THE TASK - From the top of the records below, return each line exactly, ending with the line that contains "of an order".

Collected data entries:
↓↓↓
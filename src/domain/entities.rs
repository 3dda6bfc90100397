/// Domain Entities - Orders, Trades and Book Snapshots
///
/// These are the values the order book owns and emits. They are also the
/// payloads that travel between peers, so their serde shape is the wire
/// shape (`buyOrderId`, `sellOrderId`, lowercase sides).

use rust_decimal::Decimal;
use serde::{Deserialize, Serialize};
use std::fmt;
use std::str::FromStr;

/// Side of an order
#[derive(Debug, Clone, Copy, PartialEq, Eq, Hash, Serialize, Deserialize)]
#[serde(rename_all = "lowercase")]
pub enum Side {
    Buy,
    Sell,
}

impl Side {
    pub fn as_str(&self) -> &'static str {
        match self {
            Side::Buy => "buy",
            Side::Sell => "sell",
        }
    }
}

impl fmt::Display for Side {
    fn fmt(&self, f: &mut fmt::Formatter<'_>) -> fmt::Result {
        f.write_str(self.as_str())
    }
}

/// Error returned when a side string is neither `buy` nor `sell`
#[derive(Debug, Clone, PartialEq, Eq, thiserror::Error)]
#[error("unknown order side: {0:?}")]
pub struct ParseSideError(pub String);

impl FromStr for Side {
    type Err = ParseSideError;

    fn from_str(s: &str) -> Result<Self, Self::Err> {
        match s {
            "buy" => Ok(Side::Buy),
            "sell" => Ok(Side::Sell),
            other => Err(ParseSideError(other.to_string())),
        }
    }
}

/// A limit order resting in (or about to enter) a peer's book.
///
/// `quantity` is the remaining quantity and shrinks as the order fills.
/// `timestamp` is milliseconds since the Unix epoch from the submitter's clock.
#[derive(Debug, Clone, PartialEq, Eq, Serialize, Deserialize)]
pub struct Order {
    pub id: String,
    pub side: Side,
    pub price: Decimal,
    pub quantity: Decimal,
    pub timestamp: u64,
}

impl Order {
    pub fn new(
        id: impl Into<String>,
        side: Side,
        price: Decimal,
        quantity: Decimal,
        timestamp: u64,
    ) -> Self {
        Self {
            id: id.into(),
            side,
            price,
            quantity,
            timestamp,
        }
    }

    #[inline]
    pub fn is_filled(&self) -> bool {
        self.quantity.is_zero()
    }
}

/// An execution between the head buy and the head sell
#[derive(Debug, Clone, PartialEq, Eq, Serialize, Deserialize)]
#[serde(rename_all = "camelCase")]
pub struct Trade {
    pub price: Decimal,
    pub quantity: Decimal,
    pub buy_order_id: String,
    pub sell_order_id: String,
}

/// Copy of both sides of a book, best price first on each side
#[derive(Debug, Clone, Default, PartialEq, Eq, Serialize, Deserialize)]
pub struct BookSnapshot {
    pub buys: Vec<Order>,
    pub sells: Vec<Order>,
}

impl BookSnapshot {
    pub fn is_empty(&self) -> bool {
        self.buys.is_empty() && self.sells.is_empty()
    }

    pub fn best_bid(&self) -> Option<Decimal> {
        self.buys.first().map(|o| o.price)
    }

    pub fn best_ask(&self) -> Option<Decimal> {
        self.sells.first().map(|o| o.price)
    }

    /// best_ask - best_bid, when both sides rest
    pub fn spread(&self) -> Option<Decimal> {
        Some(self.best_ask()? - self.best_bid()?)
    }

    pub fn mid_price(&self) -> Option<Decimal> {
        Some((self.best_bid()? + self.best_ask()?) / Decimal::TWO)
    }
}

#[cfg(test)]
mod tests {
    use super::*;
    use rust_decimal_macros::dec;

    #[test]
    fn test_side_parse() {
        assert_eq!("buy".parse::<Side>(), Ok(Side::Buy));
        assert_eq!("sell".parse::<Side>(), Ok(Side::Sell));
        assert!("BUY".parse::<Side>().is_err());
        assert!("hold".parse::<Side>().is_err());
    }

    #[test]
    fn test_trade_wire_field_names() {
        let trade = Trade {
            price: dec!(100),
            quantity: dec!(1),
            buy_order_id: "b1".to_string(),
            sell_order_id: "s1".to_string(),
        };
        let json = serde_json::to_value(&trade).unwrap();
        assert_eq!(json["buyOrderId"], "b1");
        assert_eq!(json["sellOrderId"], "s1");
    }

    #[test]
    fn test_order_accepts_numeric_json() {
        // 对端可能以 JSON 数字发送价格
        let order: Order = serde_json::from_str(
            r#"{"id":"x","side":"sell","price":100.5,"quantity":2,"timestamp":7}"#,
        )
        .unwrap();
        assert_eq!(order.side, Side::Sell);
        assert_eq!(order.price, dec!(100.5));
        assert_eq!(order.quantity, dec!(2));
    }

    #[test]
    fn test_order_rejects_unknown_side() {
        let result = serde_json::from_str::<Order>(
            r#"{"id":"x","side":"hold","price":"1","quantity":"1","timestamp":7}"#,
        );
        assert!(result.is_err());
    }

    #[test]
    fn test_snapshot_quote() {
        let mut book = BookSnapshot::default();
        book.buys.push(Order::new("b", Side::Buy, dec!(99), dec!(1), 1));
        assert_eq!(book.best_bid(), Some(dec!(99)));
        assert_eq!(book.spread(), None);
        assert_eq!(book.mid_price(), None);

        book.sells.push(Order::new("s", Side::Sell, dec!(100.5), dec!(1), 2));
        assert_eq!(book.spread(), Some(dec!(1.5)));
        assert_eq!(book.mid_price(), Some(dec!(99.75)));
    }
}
↑↑↑
EXERCISE SOLUTION -
filename src/domain/entities.rs
repository 3dda6bfc90100397
/// Domain Entities - Orders, Trades and Book Snapshots
///
/// These are the values the order book owns and emits. They are also the
/// payloads that travel between peers, so their serde shape is the wire
/// shape (`buyOrderId`, `sellOrderId`, lowercase sides).

use rust_decimal::Decimal;
use serde::{Deserialize, Serialize};
use std::fmt;
use std::str::FromStr;

/// Side of an order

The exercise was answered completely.